La eterna zona cero renace de sus cenizas

Desde la oleada de incendios del 2017, en Padróns se han plantado miles de árboles y creado dos ganaderías de vaca cachena y cabra autóctona. El movimiento comunal y social salió fortalecido


PADRÓNS / LA VOZ

Olga Rodríguez dejó la ciudad por el rural; la moda y sus trapitos por el abono y la azada; o su elegante coche urbano por un todoterreno añejo y polvoriento. Ella y su familia emprendieron una nueva vida al comprar una casa e instalarse en Padróns. «Era un sueño que, gracias a mi marido, se cumplió. Lo que vino después, presidir a los comuneros, nunca lo imaginé», confiesa tras 18 años en el cargo. Olga, en la distancia corta, evidencia las causas de un mandato tan largo a poco que se explique. En la Xunta, concretamente en la Consellería de Medio Rural, y más concretamente en el Distrito Forestal 17, lo saben bien. Ellos, mejor que nadie, para explicar por qué Olga y los suyos acaban sacando proyectos adelante. Sobre todo desde los grandes incendios de octubre del 2017.

«Aquella pesadilla, aquí, empezó la noche anterior que en Vigo, luego vieron siete u ocho focos más, fue imposible controlarlo», recuerda al volante del cuatro por cuatro subiendo el alto de O Galleiro. «Las llamas, en esta misma pista, subían 20 metros por cada lado, fue una pesadilla». El negro balance no dejó apenas verde en las 900 hectáreas de monte que gestionan los 218 comuneros de Padróns. «Fue muy duro, pero no más que otras veces. Hay que recordar que Padróns arde en su totalidad cada diez años, a mayores de otros incendios cada verano. Pero lo del 2017 hizo que nos planteásemos algo nuevo. Todo se traduce en trabajo por nuestra parte y en ser muy pesados con las Administraciones a para que apoyen nuestros proyectos».

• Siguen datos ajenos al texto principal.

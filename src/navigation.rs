//! Turn-by-turn steps shown and read aloud by the client.
//!
//! The steps are fixed demo data for a walk from Raffles Place MRT to Chulia
//! Street; only the spoken wording is computed.

use serde::Serialize;

#[derive(Debug, Clone, Copy, PartialEq, Eq, Serialize)]
#[serde(rename_all = "snake_case")]
pub enum Maneuver {
    Depart,
    Straight,
    TurnLeft,
    TurnRight,
    Cross,
    Arrive,
}

impl Maneuver {
    fn phrase(self) -> &'static str {
        match self {
            Maneuver::Depart => "Start walking",
            Maneuver::Straight => "Continue straight",
            Maneuver::TurnLeft => "Turn left",
            Maneuver::TurnRight => "Turn right",
            Maneuver::Cross => "Cross the road",
            Maneuver::Arrive => "You have arrived",
        }
    }
}

#[derive(Debug, Clone, PartialEq, Serialize)]
pub struct Step {
    pub maneuver: Maneuver,
    pub instruction: String,
    pub distance_m: u32,
}

impl Step {
    fn new(maneuver: Maneuver, instruction: &str, distance_m: u32) -> Self {
        Self {
            maneuver,
            instruction: instruction.to_string(),
            distance_m,
        }
    }
}

#[derive(Debug, Clone, Serialize)]
pub struct AnnouncedStep {
    pub number: usize,
    pub total: usize,
    #[serde(flatten)]
    pub step: Step,
    pub speech: String,
}

pub fn demo_steps() -> Vec<Step> {
    vec![
        Step::new(Maneuver::Depart, "Exit Raffles Place MRT at Exit H", 0),
        Step::new(Maneuver::Straight, "Walk along Raffles Place", 95),
        Step::new(Maneuver::Cross, "Use the pedestrian crossing at Chulia Street", 20),
        Step::new(Maneuver::TurnLeft, "Turn left onto Chulia Street", 185),
        Step::new(Maneuver::Arrive, "Chulia Street is on your right", 80),
    ]
}

/// Spoken distances are rounded for listening: tens of metres below one
/// kilometre, tenths of a kilometre above.
fn spoken_distance(distance_m: u32) -> String {
    let rounded = (distance_m.saturating_add(5) / 10 * 10).max(10);
    if rounded >= 1000 {
        let km = (rounded as f64 / 100.0).round() / 10.0;
        if km == 1.0 {
            String::from("1 kilometre")
        } else {
            format!("{} kilometres", km)
        }
    } else {
        format!("{} metres", rounded)
    }
}

/// `index` is zero based.
pub fn announcement(step: &Step, index: usize, total: usize) -> String {
    let position = format!("Step {} of {}.", index + 1, total);
    match step.maneuver {
        Maneuver::Arrive => format!(
            "{} {} at your destination. {}.",
            position,
            step.maneuver.phrase(),
            step.instruction
        ),
        _ if step.distance_m == 0 => format!(
            "{} {}. {}.",
            position,
            step.maneuver.phrase(),
            step.instruction
        ),
        _ => format!(
            "{} {} in {}. {}.",
            position,
            step.maneuver.phrase(),
            spoken_distance(step.distance_m),
            step.instruction
        ),
    }
}

pub fn announced_steps(steps: &[Step]) -> Vec<AnnouncedStep> {
    let total = steps.len();
    steps
        .iter()
        .enumerate()
        .map(|(index, step)| AnnouncedStep {
            number: index + 1,
            total,
            step: step.clone(),
            speech: announcement(step, index, total),
        })
        .collect()
}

El trabajo es perenne, se organizan grupos de trabajo vecinal con más de 200 personas que, al menos, se juntan los últimos domingos de cada mes para trabajar por grupos y zonas. Ya en verano, temporada de alertas, se organizan cuadrillas para vigilar los montes de noche y de día por los incendios. «Incluso tenemos una vieja torreta de vigía en lo alto del monte para controlarlo todo», explica Olga ya llegando al puesto de avistamiento. Se ubica a 800 metros de altura sobre el nivel de mar y a pocos metros de otro alto, el de O Marco, punto de encuentro de los ayuntamientos de Ponteareas, Mos y Pazos de Borbén. Allí arriba pasta la primera de las grandes iniciativas. Una explotación de baca cachena que, junto a otra de cabra autóctona, suponen las dos las joyas de la corona para recuperar la presencia animal y humana a pie de monte.

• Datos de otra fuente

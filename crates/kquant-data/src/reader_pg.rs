//! PostgreSQL 점수/지표 리더 및 종목 마스터.
//!
//! append-only 테이블(composite_scores, technical_snapshots,
//! fundamental_snapshots)의 최신 행을 읽는 단순 조회 구현입니다.

use crate::error::{DataError, Result};
use crate::reader::{MarketDataReader, StockDirectory};
use async_trait::async_trait;
use chrono::{DateTime, NaiveDate, Utc};
use kquant_core::{
    CompositeScore, FundamentalSnapshot, Market, Stock, TechnicalSnapshot, Ticker,
};
use rust_decimal::Decimal;
use sqlx::{PgPool, Row};

/// PostgreSQL 시장 데이터 리더.
#[derive(Clone)]
pub struct PgMarketDataReader {
    pool: PgPool,
}

impl PgMarketDataReader {
    /// 연결 풀로 리더를 생성합니다.
    pub fn new(pool: PgPool) -> Self {
        Self { pool }
    }
}

#[derive(sqlx::FromRow)]
struct ScoreRecord {
    ticker: String,
    date: NaiveDate,
    value_score: Decimal,
    growth_score: Decimal,
    quality_score: Decimal,
    momentum_score: Decimal,
    composite_score: Decimal,
    percentile_rank: Decimal,
    computed_at: DateTime<Utc>,
}

impl ScoreRecord {
    fn into_score(self) -> Result<CompositeScore> {
        Ok(CompositeScore {
            ticker: Ticker::new(self.ticker).map_err(DataError::from)?,
            date: self.date,
            value_score: self.value_score,
            growth_score: self.growth_score,
            quality_score: self.quality_score,
            momentum_score: self.momentum_score,
            composite_score: self.composite_score,
            percentile_rank: self.percentile_rank,
            computed_at: self.computed_at,
        })
    }
}

#[async_trait]
impl MarketDataReader for PgMarketDataReader {
    async fn latest_composite_score(&self, ticker: &Ticker) -> Result<Option<CompositeScore>> {
        let record = sqlx::query_as::<_, ScoreRecord>(
            "SELECT * FROM composite_scores WHERE ticker = $1 ORDER BY computed_at DESC LIMIT 1",
        )
        .bind(ticker.as_str())
        .fetch_optional(&self.pool)
        .await?;
        record.map(ScoreRecord::into_score).transpose()
    }

    async fn composite_score_before(
        &self,
        ticker: &Ticker,
        before: DateTime<Utc>,
    ) -> Result<Option<CompositeScore>> {
        let record = sqlx::query_as::<_, ScoreRecord>(
            "SELECT * FROM composite_scores \
             WHERE ticker = $1 AND computed_at <= $2 \
             ORDER BY computed_at DESC LIMIT 1",
        )
        .bind(ticker.as_str())
        .bind(before)
        .fetch_optional(&self.pool)
        .await?;
        record.map(ScoreRecord::into_score).transpose()
    }

    async fn latest_technical(&self, ticker: &Ticker) -> Result<Option<TechnicalSnapshot>> {
        let row = sqlx::query(
            "SELECT * FROM technical_snapshots WHERE ticker = $1 ORDER BY date DESC LIMIT 1",
        )
        .bind(ticker.as_str())
        .fetch_optional(&self.pool)
        .await?;

        row.map(|r| {
            Ok(TechnicalSnapshot {
                date: r.try_get("date")?,
                rsi_14: r.try_get("rsi_14")?,
                macd: r.try_get("macd")?,
                macd_signal: r.try_get("macd_signal")?,
                macd_histogram: r.try_get("macd_histogram")?,
                sma_20: r.try_get("sma_20")?,
                sma_50: r.try_get("sma_50")?,
                bollinger_upper: r.try_get("bollinger_upper")?,
                bollinger_lower: r.try_get("bollinger_lower")?,
                atr_14: r.try_get("atr_14")?,
                volume_ma_20: r.try_get("volume_ma_20")?,
                volatility_30d: r.try_get("volatility_30d")?,
                computed_at: r.try_get("computed_at")?,
            })
        })
        .transpose()
    }

    async fn latest_fundamental(&self, ticker: &Ticker) -> Result<Option<FundamentalSnapshot>> {
        let row = sqlx::query(
            "SELECT * FROM fundamental_snapshots WHERE ticker = $1 ORDER BY date DESC LIMIT 1",
        )
        .bind(ticker.as_str())
        .fetch_optional(&self.pool)
        .await?;

        row.map(|r| {
            Ok(FundamentalSnapshot {
                date: r.try_get("date")?,
                per: r.try_get("per")?,
                pbr: r.try_get("pbr")?,
                roe: r.try_get("roe")?,
                debt_ratio: r.try_get("debt_ratio")?,
                revenue_growth: r.try_get("revenue_growth")?,
                earnings_growth: r.try_get("earnings_growth")?,
            })
        })
        .transpose()
    }
}

/// PostgreSQL 종목 마스터.
#[derive(Clone)]
pub struct PgStockDirectory {
    pool: PgPool,
}

impl PgStockDirectory {
    /// 연결 풀로 디렉토리를 생성합니다.
    pub fn new(pool: PgPool) -> Self {
        Self { pool }
    }
}

#[async_trait]
impl StockDirectory for PgStockDirectory {
    async fn get_stock(&self, ticker: &Ticker) -> Result<Option<Stock>> {
        let row = sqlx::query("SELECT * FROM stocks WHERE ticker = $1")
            .bind(ticker.as_str())
            .fetch_optional(&self.pool)
            .await?;

        row.map(|r| {
            let market: String = r.try_get("market")?;
            Ok(Stock {
                ticker: Ticker::new(r.try_get::<String, _>("ticker")?)
                    .map_err(DataError::from)?,
                name: r.try_get("name")?,
                name_en: r.try_get("name_en")?,
                market: market
                    .parse::<Market>()
                    .map_err(DataError::InvalidInput)?,
                sector: r.try_get("sector")?,
                industry: r.try_get("industry")?,
                listed_shares: r.try_get("listed_shares")?,
                is_active: r.try_get("is_active")?,
            })
        })
        .transpose()
    }
}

Los proyectos se financiaron con la ayuda de una importante entidad bancaria que, a mayores, desplazó a cerca de 200 empleados que, voluntariamente, también se remangaron para ayudar en una jornada de trabajo centrada en la retira de eucalipto. Pero la gran batalla, que nunca se logró ganar, se libra en la vaguada central de los montes de Padróns. «Es un gran cañón de fuego por el que nunca se sabe qué dirección cogerán las llamas», enfatiza Olga antes de revelar sus armas: «Se retiró toda la madera quemada y se plantaron 105.000 abedules. Son 83 hectáreas que nunca estuvieron así, esperemos a ver qué pasa cuando llegue el fuego». 

Cortafuegos

Frente al alto de O Galleiro se ubican las otras cabezas de ganado, cabra autóctona repartida en 11 hectáreas de terreno. Otra señal de vida perdida hace demasiados años en este balcón a la ría de Vigo. Los cortafuegos son otra pieza estratégica para minimizar al enemigo. «Robles, castaños, todo autóctono, para crear esa masa forestal que frene las llamas y que crezca sobre todo lo desbrozado». A mayores, plantaciones de eucalipto para vender su madera. Eso sí, no a cualquier precio: «Solo en zonas muy concretas para sacar ese dinero necesario y nada más. Bueno, esa es la idea... el gran problema es que el eucalipto está naciendo de forma descontrolada desde los incendios del 2017. La Xunta nos ayuda a retirar algo si presentamos proyectos de zonas concretas, pero es insuficiente», añade Olga antes de confesar que, en este caso concreto, las únicas herramientas de las que disponen son sus manos.

Pero si algo subraya esta urbanita, reciclada a comunera, es que lo mejor en estos tres años, sin duda, ha sido el compromiso de muchos vecinos y vecinas jóvenes en los que confía para que Padróns siga presumiendo de monte cuando el equipo de Olga y ella misma cedan el testigo.